В Людной палате собрались все бояре, князья, воеводы, тысяцкие… Малуша не стала заходить в палату, а присела на скамью возле открытой двери.
Ей очень хотелось побежать к Меланье и поделиться своей радостью, но подумала: вдруг она понадобится княгине? Надо ждать…
Прошло довольно много времени, и наконец из палаты стали выходить приглашенные на встречу. Последними в створе двери появились Святослав с княгиней.
Увидев разряженную Малушу, Святослав обернулся к матери и спросил:
– Кто такая? Не узнаю…
– Малуша, дочь Коржа, – коротко ответила она.
– Дочь Коржа? – вскинул брови Святослав. – Хороша собой…
– Можешь пойти свидеться с батюшкой, – бросила княгиня Малуше, и девушка немедленно сорвалась с места, направляясь к гридне.
– Ишь, шустрая какая! – восхитился Святослав.
Ольга ничего не ответила, только сердито сдвинула брови.
Гридни, увидев красивую девушку, вразнобой закричали:
– Иди, красавица, к нам, мы тебя приголубим!
– Пойди-ка ко мне, унотка, я тебе что-то покажу…
Но Остер и Кожема остановили их:
– Это дочка Коржа и наша племяшка. Кто ее обидит, то будет иметь дело с нами.
Гридни, хоть и успевшие принять хмельного вина, ссориться с братьями, приближенными к Святославу, не решились.
В сторонке уединились отец с дочкой.
– Тебя не обижают? – спросил Корж.
– Нет, все хорошо, – ответила та, ласкаясь к отцу. – Княгиня вон даже взяла меня себе в услужение и подарила новое платно.
– Баское, – похвалил отец.
– А тебя не ранило? – обеспокоенно спросила Малуша. – Все в порядке?
– А я тебе что-то привез, – хитро сощурился Корж.
Он вытащил откуда-то узелок и передал Малуше.

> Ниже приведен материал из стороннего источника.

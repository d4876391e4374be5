//! Session lifecycle and grab/release mediation.
//!
//! `GameSession` is the only entry point the interaction layer needs. It
//! owns the roster through `PuzzleStateTracker` and hands it by reference to
//! the classifier, validator and authorizer on every event. Illegal moves
//! never panic or return errors: they roll back to the resting positions
//! and surface as a `MoveRejection` plus a queued event. Each held ring has
//! its own gesture, so releasing one never disturbs another still in the air.

use tracing::{debug, info, warn};

use crate::action::{ActionOutcome, SessionAction, SessionEvent};
use crate::authorize::MoveAuthorizer;
use crate::classify::SpatialClassifier;
use crate::error::{MoveRejection, SetupError};
use crate::geometry::Vec3;
use crate::order::{Arrangement, StackOrderValidator};
use crate::roster::{Peg, PegId, PegSpec, Ring, RingId, RingSpec, Roster};
use crate::rules::PuzzleRules;
use crate::snapshot::SessionSnapshot;
use crate::state::{Gesture, GrabOutcome, ReleaseOutcome, SessionState};
use crate::tracker::PuzzleStateTracker;

#[derive(Debug, Clone)]
pub struct GameSession {
    rules: PuzzleRules,
    classifier: SpatialClassifier,
    validator: StackOrderValidator,
    authorizer: MoveAuthorizer,
    state: SessionState,
    tracker: Option<PuzzleStateTracker>,
    gestures: Vec<Gesture>,
    moves: u32,
    events: Vec<SessionEvent>,
}

impl Default for GameSession {
    fn default() -> Self {
        Self::new(PuzzleRules::default())
    }
}

impl GameSession {
    pub fn new(rules: PuzzleRules) -> Self {
        let rules = rules.sanitized();
        let classifier = SpatialClassifier::new(&rules);
        Self {
            rules,
            classifier,
            validator: StackOrderValidator::new(classifier),
            authorizer: MoveAuthorizer::new(classifier),
            state: SessionState::Inactive,
            tracker: None,
            gestures: Vec::new(),
            moves: 0,
            events: Vec::new(),
        }
    }

    /// Builds the roster, stacks every ring on the start peg and activates
    /// the session. On error the session is left untouched.
    pub fn start_session(
        &mut self,
        rings: Vec<RingSpec>,
        pegs: Vec<PegSpec>,
    ) -> Result<(), SetupError> {
        if self.state != SessionState::Inactive || self.tracker.is_some() {
            return Err(SetupError::AlreadyStarted);
        }
        let roster = Roster::build(rings, pegs, &self.rules)?;
        let ring_count = roster.rings().len();
        let peg_count = roster.pegs().len();
        let mut tracker = PuzzleStateTracker::new(roster, self.classifier, self.rules.base_offset);
        tracker.initial_stack();
        self.tracker = Some(tracker);
        self.state = SessionState::Active;
        self.events.push(SessionEvent::Started {
            rings: ring_count,
            pegs: peg_count,
        });
        info!(rings = ring_count, pegs = peg_count, "session started");
        Ok(())
    }

    /// Starts a gesture on `ring`. Several rings may be held at once; a
    /// second grab of a ring already held replaces its gesture.
    pub fn on_grab_attempt(&mut self, ring: RingId) -> GrabOutcome {
        let state = self.state;
        let Some(tracker) = self.tracker.as_mut() else {
            return self.reject_grab(ring, MoveRejection::SessionInactive);
        };
        if !tracker.begin_grab(ring) {
            return self.reject_grab(ring, MoveRejection::UnknownRing);
        }
        let origin = tracker.resting_peg_of(ring);
        let verdict = self.authorizer.check_grab(ring, &tracker.settled(), state);
        self.gestures.retain(|gesture| gesture.ring != ring);
        self.gestures.push(Gesture {
            ring,
            origin,
            grab: verdict,
        });
        match verdict {
            Ok(()) => {
                debug!(%ring, held = self.gestures.len(), "grab allowed");
                self.events.push(SessionEvent::Grabbed { ring });
                GrabOutcome::from_result(verdict)
            }
            Err(reason) => self.reject_grab(ring, reason),
        }
    }

    fn reject_grab(&mut self, ring: RingId, reason: MoveRejection) -> GrabOutcome {
        debug!(%ring, %reason, "grab rejected");
        self.events.push(SessionEvent::MoveRejected { ring, reason });
        GrabOutcome::from_result(Err(reason))
    }

    /// Follows a held ring. Positions mid-gesture are not validated.
    pub fn on_drag(&mut self, ring: RingId, position: Vec3) -> bool {
        if !self.is_held(ring) {
            return false;
        }
        self.tracker
            .as_mut()
            .is_some_and(|tracker| tracker.set_ring_position(ring, position))
    }

    pub fn on_release_attempt(&mut self, ring: RingId, position: Vec3) -> ReleaseOutcome {
        let state = self.state;
        let solved = state == SessionState::Solved;
        let Some(tracker) = self.tracker.as_mut() else {
            return self.reject_release(ring, MoveRejection::SessionInactive, false);
        };
        let Some(idx) = self.gestures.iter().position(|gesture| gesture.ring == ring) else {
            return self.reject_release(ring, MoveRejection::NotHeld, false);
        };
        let gesture = self.gestures.remove(idx);

        tracker.set_ring_position(ring, position);
        let settled = tracker.settled();
        let target = self.classifier.resolve_drop(position, settled.pegs());
        let verdict = gesture
            .grab
            .and_then(|()| self.authorizer.check_release(ring, target, &settled, state));
        let peg = match (verdict, target) {
            (Ok(()), Some(peg)) => peg,
            (Err(reason), _) => return self.reject_release(ring, reason, true),
            (Ok(()), None) => {
                return self.reject_release(ring, MoveRejection::ClassificationMiss, true)
            }
        };

        let Some(resting) = tracker.stack_position(ring, peg) else {
            return self.reject_release(ring, MoveRejection::UnknownRing, true);
        };
        let mut placed = settled;
        if let Some(moving) = placed.ring_mut(ring) {
            moving.position = resting;
        }
        if !self.validator.is_order_correct(peg, &placed) {
            warn!(%ring, %peg, "placement broke stack order");
            return self.reject_release(ring, MoveRejection::OrderingViolation { peg }, true);
        }
        tracker.commit_release(ring, resting);

        if gesture.origin != Some(peg) {
            self.moves = self.moves.saturating_add(1);
        }
        debug!(%ring, %peg, moves = self.moves, "release accepted");
        self.events.push(SessionEvent::RingPlaced { ring, peg });

        let now_solved = !solved && tracker.is_solved();
        if now_solved {
            self.state = SessionState::Solved;
            self.events.push(SessionEvent::Solved { moves: self.moves });
            info!(moves = self.moves, "puzzle solved");
        }
        ReleaseOutcome {
            accepted: true,
            new_peg: Some(peg),
            solved: self.state == SessionState::Solved,
            rejection: None,
        }
    }

    fn reject_release(
        &mut self,
        ring: RingId,
        reason: MoveRejection,
        roll_back: bool,
    ) -> ReleaseOutcome {
        if roll_back {
            if let Some(tracker) = self.tracker.as_mut() {
                tracker.rollback(ring);
            }
        }
        debug!(%ring, %reason, "release rejected");
        self.events.push(SessionEvent::MoveRejected { ring, reason });
        ReleaseOutcome::rejected(reason, self.state == SessionState::Solved)
    }

    pub fn apply_action(&mut self, action: SessionAction) -> ActionOutcome {
        match action {
            SessionAction::Grab { ring } => ActionOutcome::Grab(self.on_grab_attempt(ring)),
            SessionAction::Drag { ring, position } => ActionOutcome::Drag {
                moved: self.on_drag(ring, position),
            },
            SessionAction::Release { ring, position } => {
                ActionOutcome::Release(self.on_release_attempt(ring, position))
            }
        }
    }

    /// Ring ids on `peg`, bottom to top.
    pub fn query_arrangement(&self, peg: PegId) -> Vec<RingId> {
        self.arrangement(peg)
            .map(|arrangement| arrangement.rings)
            .unwrap_or_default()
    }

    pub fn arrangement(&self, peg: PegId) -> Option<Arrangement> {
        let roster = self.tracker.as_ref()?.roster();
        roster.peg(peg)?;
        Some(self.validator.arrangement(peg, roster))
    }

    /// The arrangement, or `None` when the stack is out of order.
    pub fn ordered_arrangement(&self, peg: PegId) -> Option<Arrangement> {
        let roster = self.tracker.as_ref()?.roster();
        roster.peg(peg)?;
        self.validator.ordered_arrangement(peg, roster)
    }

    pub fn is_order_correct(&self, peg: PegId) -> bool {
        self.tracker
            .as_ref()
            .is_some_and(|tracker| self.validator.is_order_correct(peg, tracker.roster()))
    }

    pub fn is_session_solved(&self) -> bool {
        self.state == SessionState::Solved
    }

    pub fn state(&self) -> SessionState {
        self.state
    }

    pub fn rules(&self) -> &PuzzleRules {
        &self.rules
    }

    pub fn rings(&self) -> &[Ring] {
        self.tracker
            .as_ref()
            .map(|tracker| tracker.roster().rings())
            .unwrap_or(&[])
    }

    pub fn pegs(&self) -> &[Peg] {
        self.tracker
            .as_ref()
            .map(|tracker| tracker.roster().pegs())
            .unwrap_or(&[])
    }

    pub fn peg_of(&self, ring: RingId) -> Option<PegId> {
        self.tracker.as_ref()?.peg_of(ring)
    }

    /// Rings with a gesture in flight, in grab order.
    pub fn held(&self) -> Vec<RingId> {
        self.gestures.iter().map(|gesture| gesture.ring).collect()
    }

    pub fn is_held(&self, ring: RingId) -> bool {
        self.gestures.iter().any(|gesture| gesture.ring == ring)
    }

    /// Accepted releases that moved a ring to a different peg.
    pub fn moves(&self) -> u32 {
        self.moves
    }

    pub fn optimal_move_count(&self) -> u64 {
        let rings = self.rings().len() as u32;
        1u64.checked_shl(rings).map_or(u64::MAX, |v| v - 1)
    }

    pub fn take_events(&mut self) -> Vec<SessionEvent> {
        std::mem::take(&mut self.events)
    }

    pub fn snapshot(&self) -> Option<SessionSnapshot> {
        let tracker = self.tracker.as_ref()?;
        let roster = tracker.roster();
        Some(SessionSnapshot {
            positions: roster.rings().iter().map(|ring| ring.position).collect(),
            assignments: roster
                .rings()
                .iter()
                .map(|ring| tracker.peg_of(ring.id))
                .collect(),
            held: self.held(),
            moves: self.moves,
            solved: self.is_session_solved(),
        })
    }
}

– Что это? – спросила она.
– А ты разверни, глянь.
Малуша развязала тряпицу и увидела красивые колтки[73].
– Ой, это мне? – воскликнула девушка.
– Тебе, Мала, тебе.
– Где ты взял такие?
– У половца. Он, видно, для своей жены у кого-то забрал.
– А какие они, половцы? Страшные?
– Дикие, – подумав, ответил отец. – Росточком помене нас будут, налетают стаей, а телесней-то слабоваты. Чуть что – бегут без огляда… Глазки у них узеньки, словно щелочки. А страшные ли? Зевать с ними не след – тотчас стрелу схватишь. Стреляют они ловко.
– А хазары? – допытывалась Малуша.
– Такие же, как половцы. А ну их всех…
– Дальше-то что? – встревоженно спросила она. – Не пойдете в поход-то боле?